§ EXERCISE OBJECTIVE
What you give back must match the data below character for character.

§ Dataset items

#[tokio::test]
async fn test_robot_hangup() {
    let (host, mut robot) = duplex(64);
    let hangup = tokio::spawn(async move {
        let mut handshake = [0u8; 5];
        robot.read_exact(&mut handshake).await.unwrap();
        assert_eq!(handshake, RESET);
        robot.write_all(&ack()).await.unwrap();
    });

    let coconut = Coconut::builder().connect(host).await.unwrap();
    hangup.await.unwrap();

    wait_for_state(&coconut, LinkState::Disconnected).await;
    assert!(!coconut.is_connected());
    assert!(matches!(
        coconut.get_temperature().await,
        Err(CoconutError::NotConnected)
    ));
}

#[tokio::test]
async fn test_heartbeat_live_then_lost() {
    let answering = Arc::new(AtomicBool::new(true));
    let recorder = Recorder::default();

    let builder = PeripheralBuilder::new()
        .heartbeat_interval(Duration::from_millis(20))
        .heartbeat_timeout(Duration::from_millis(150))
        .observer(recorder.clone());
    let (coconut, frames) = connect_with(builder, {
        let answering = answering.clone();
        move |frame: &[u8]| {
            if frame[5] == DeviceClass::Heartbeat.id() && !answering.load(Ordering::SeqCst) {
                Vec::new()
            } else {
                standard_reply(frame)
            }
        }
    })
    .await;

    assert!(!coconut.is_realtime_mode());
    coconut.set_realtime_mode(true);
    wait_for_state(&coconut, LinkState::RealtimeConnected).await;
    assert_eq!(coconut.heartbeat_state(), HeartbeatState::Live);
    assert_eq!(recorder.connected.load(Ordering::SeqCst), 1);

    // Regular requests keep working alongside the probes.
    assert_eq!(coconut.get_distance(Side::Left).await.unwrap(), 42);

    answering.store(false, Ordering::SeqCst);
    wait_for_state(&coconut, LinkState::Disconnected).await;
    assert_eq!(coconut.heartbeat_state(), HeartbeatState::Lost);

    tokio::time::sleep(Duration::from_millis(300)).await;
    assert_eq!(
        *recorder.lost.lock().unwrap(),
        vec!["connect timeout".to_string()]
    );

    let heartbeats = sent(&frames).iter().filter(|f| is_heartbeat(f)).count();
    assert!(heartbeats >= 2);
}

#[tokio::test]
async fn test_realtime_mode_off_stops_heartbeat() {
    let builder = PeripheralBuilder::new()
        .heartbeat_interval(Duration::from_millis(20))
        .realtime_mode(true);
    let (coconut, _frames) = connect_with(builder, standard_reply).await;

    wait_for_state(&coconut, LinkState::RealtimeConnected).await;
    coconut.set_realtime_mode(false);
    assert_eq!(coconut.state(), LinkState::Connected);
    assert_eq!(coconut.heartbeat_state(), HeartbeatState::Idle);

    coconut.firmware_uploaded();
    wait_for_state(&coconut, LinkState::RealtimeConnected).await;
}

#[tokio::test(start_paused = true)]
async fn test_late_heartbeat_reply_after_loss_is_discarded() {
    let slow = Arc::new(AtomicBool::new(false));
    let builder = PeripheralBuilder::new()
        .heartbeat_interval(Duration::from_millis(20))
        .heartbeat_timeout(Duration::from_millis(150));
    let (coconut, _frames) = connect_slow(builder, {
        let slow = slow.clone();
        move |frame: &[u8]| {
            let delay = if is_heartbeat(frame) && slow.load(Ordering::SeqCst) {
                Duration::from_millis(300)
            } else {
                Duration::ZERO
            };
            (delay, standard_reply(frame))
        }
    })
    .await;

    coconut.set_realtime_mode(true);
    wait_for_state(&coconut, LinkState::RealtimeConnected).await;
    slow.store(true, Ordering::SeqCst);
    wait_for_state(&coconut, LinkState::Disconnected).await;

    // The heartbeat reply is still on its way and must not answer this.
    assert_eq!(coconut.get_distance(Side::Left).await.unwrap(), 42);
}

#[tokio::test(start_paused = true)]
async fn test_realtime_off_while_heartbeat_in_flight() {
    let slow = Arc::new(AtomicBool::new(false));
    let builder = PeripheralBuilder::new()
        .heartbeat_interval(Duration::from_millis(20))
        .heartbeat_timeout(Duration::from_secs(1));
    let (coconut, _frames) = connect_slow(builder, {
        let slow = slow.clone();
        move |frame: &[u8]| {
            let delay = if is_heartbeat(frame) && slow.load(Ordering::SeqCst) {
                Duration::from_millis(300)
            } else {
                Duration::ZERO
            };
            (delay, standard_reply(frame))
        }
    })
    .await;

    coconut.set_realtime_mode(true);
    wait_for_state(&coconut, LinkState::RealtimeConnected).await;
    slow.store(true, Ordering::SeqCst);
    tokio::time::sleep(Duration::from_millis(40)).await;
    assert_eq!(coconut.pending_requests(), 1);

    coconut.set_realtime_mode(false);
    assert_eq!(coconut.pending_requests(), 0);
    assert_eq!(coconut.discarding_requests(), 1);
    assert_eq!(coconut.get_distance(Side::Left).await.unwrap(), 42);
}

§ RESPONSE TO THIS EXERCISE
#[tokio::test]
async fn test_robot_hangup() {
    let (host, mut robot) = duplex(64);
    let hangup = tokio::spawn(async move {
        let mut handshake = [0u8; 5];
        robot.read_exact(&mut handshake).await.unwrap();
        assert_eq!(handshake, RESET);
        robot.write_all(&ack()).await.unwrap();
    });

    let coconut = Coconut::builder().connect(host).await.unwrap();
    hangup.await.unwrap();

    wait_for_state(&coconut, LinkState::Disconnected).await;
    assert!(!coconut.is_connected());
    assert!(matches!(
        coconut.get_temperature().await,
        Err(CoconutError::NotConnected)
    ));
}

#[tokio::test]
async fn test_heartbeat_live_then_lost() {
    let answering = Arc::new(AtomicBool::new(true));
    let recorder = Recorder::default();

    let builder = PeripheralBuilder::new()
        .heartbeat_interval(Duration::from_millis(20))
        .heartbeat_timeout(Duration::from_millis(150))
        .observer(recorder.clone());
    let (coconut, frames) = connect_with(builder, {
        let answering = answering.clone();
        move |frame: &[u8]| {
            if frame[5] == DeviceClass::Heartbeat.id() && !answering.load(Ordering::SeqCst) {
                Vec::new()
            } else {
                standard_reply(frame)
            }
        }
    })
    .await;

    assert!(!coconut.is_realtime_mode());
    coconut.set_realtime_mode(true);
    wait_for_state(&coconut, LinkState::RealtimeConnected).await;
    assert_eq!(coconut.heartbeat_state(), HeartbeatState::Live);
    assert_eq!(recorder.connected.load(Ordering::SeqCst), 1);

    // Regular requests keep working alongside the probes.
    assert_eq!(coconut.get_distance(Side::Left).await.unwrap(), 42);

    answering.store(false, Ordering::SeqCst);
    wait_for_state(&coconut, LinkState::Disconnected).await;
    assert_eq!(coconut.heartbeat_state(), HeartbeatState::Lost);

    tokio::time::sleep(Duration::from_millis(300)).await;
    assert_eq!(
        *recorder.lost.lock().unwrap(),
        vec!["connect timeout".to_string()]
    );

    let heartbeats = sent(&frames).iter().filter(|f| is_heartbeat(f)).count();
    assert!(heartbeats >= 2);
}

#[tokio::test]
async fn test_realtime_mode_off_stops_heartbeat() {
    let builder = PeripheralBuilder::new()
        .heartbeat_interval(Duration::from_millis(20))
        .realtime_mode(true);
    let (coconut, _frames) = connect_with(builder, standard_reply).await;

    wait_for_state(&coconut, LinkState::RealtimeConnected).await;
    coconut.set_realtime_mode(false);
    assert_eq!(coconut.state(), LinkState::Connected);
    assert_eq!(coconut.heartbeat_state(), HeartbeatState::Idle);

    coconut.firmware_uploaded();
    wait_for_state(&coconut, LinkState::RealtimeConnected).await;
}

#[tokio::test(start_paused = true)]
async fn test_late_heartbeat_reply_after_loss_is_discarded() {
    let slow = Arc::new(AtomicBool::new(false));
    let builder = PeripheralBuilder::new()
        .heartbeat_interval(Duration::from_millis(20))
        .heartbeat_timeout(Duration::from_millis(150));
    let (coconut, _frames) = connect_slow(builder, {
        let slow = slow.clone();
        move |frame: &[u8]| {
            let delay = if is_heartbeat(frame) && slow.load(Ordering::SeqCst) {
                Duration::from_millis(300)
            } else {
                Duration::ZERO
            };
            (delay, standard_reply(frame))
        }
    })
    .await;

    coconut.set_realtime_mode(true);
    wait_for_state(&coconut, LinkState::RealtimeConnected).await;
    slow.store(true, Ordering::SeqCst);
    wait_for_state(&coconut, LinkState::Disconnected).await;

    // The heartbeat reply is still on its way and must not answer this.
    assert_eq!(coconut.get_distance(Side::Left).await.unwrap(), 42);
}

#[tokio::test(start_paused = true)]
async fn test_realtime_off_while_heartbeat_in_flight() {
    let slow = Arc::new(AtomicBool::new(false));
    let builder = PeripheralBuilder::new()
        .heartbeat_interval(Duration::from_millis(20))
        .heartbeat_timeout(Duration::from_secs(1));
    let (coconut, _frames) = connect_slow(builder, {
        let slow = slow.clone();
        move |frame: &[u8]| {
            let delay = if is_heartbeat(frame) && slow.load(Ordering::SeqCst) {
                Duration::from_millis(300)
            } else {
                Duration::ZERO
            };
            (delay, standard_reply(frame))
        }
    })
    .await;

    coconut.set_realtime_mode(true);
    wait_for_state(&coconut, LinkState::RealtimeConnected).await;
    slow.store(true, Ordering::SeqCst);
    tokio::time::sleep(Duration::from_millis(40)).await;
    assert_eq!(coconut.pending_requests(), 1);

    coconut.set_realtime_mode(false);
    assert_eq!(coconut.pending_requests(), 0);
    assert_eq!(coconut.discarding_requests(), 1);
    assert_eq!(coconut.get_distance(Side::Left).await.unwrap(), 42);
}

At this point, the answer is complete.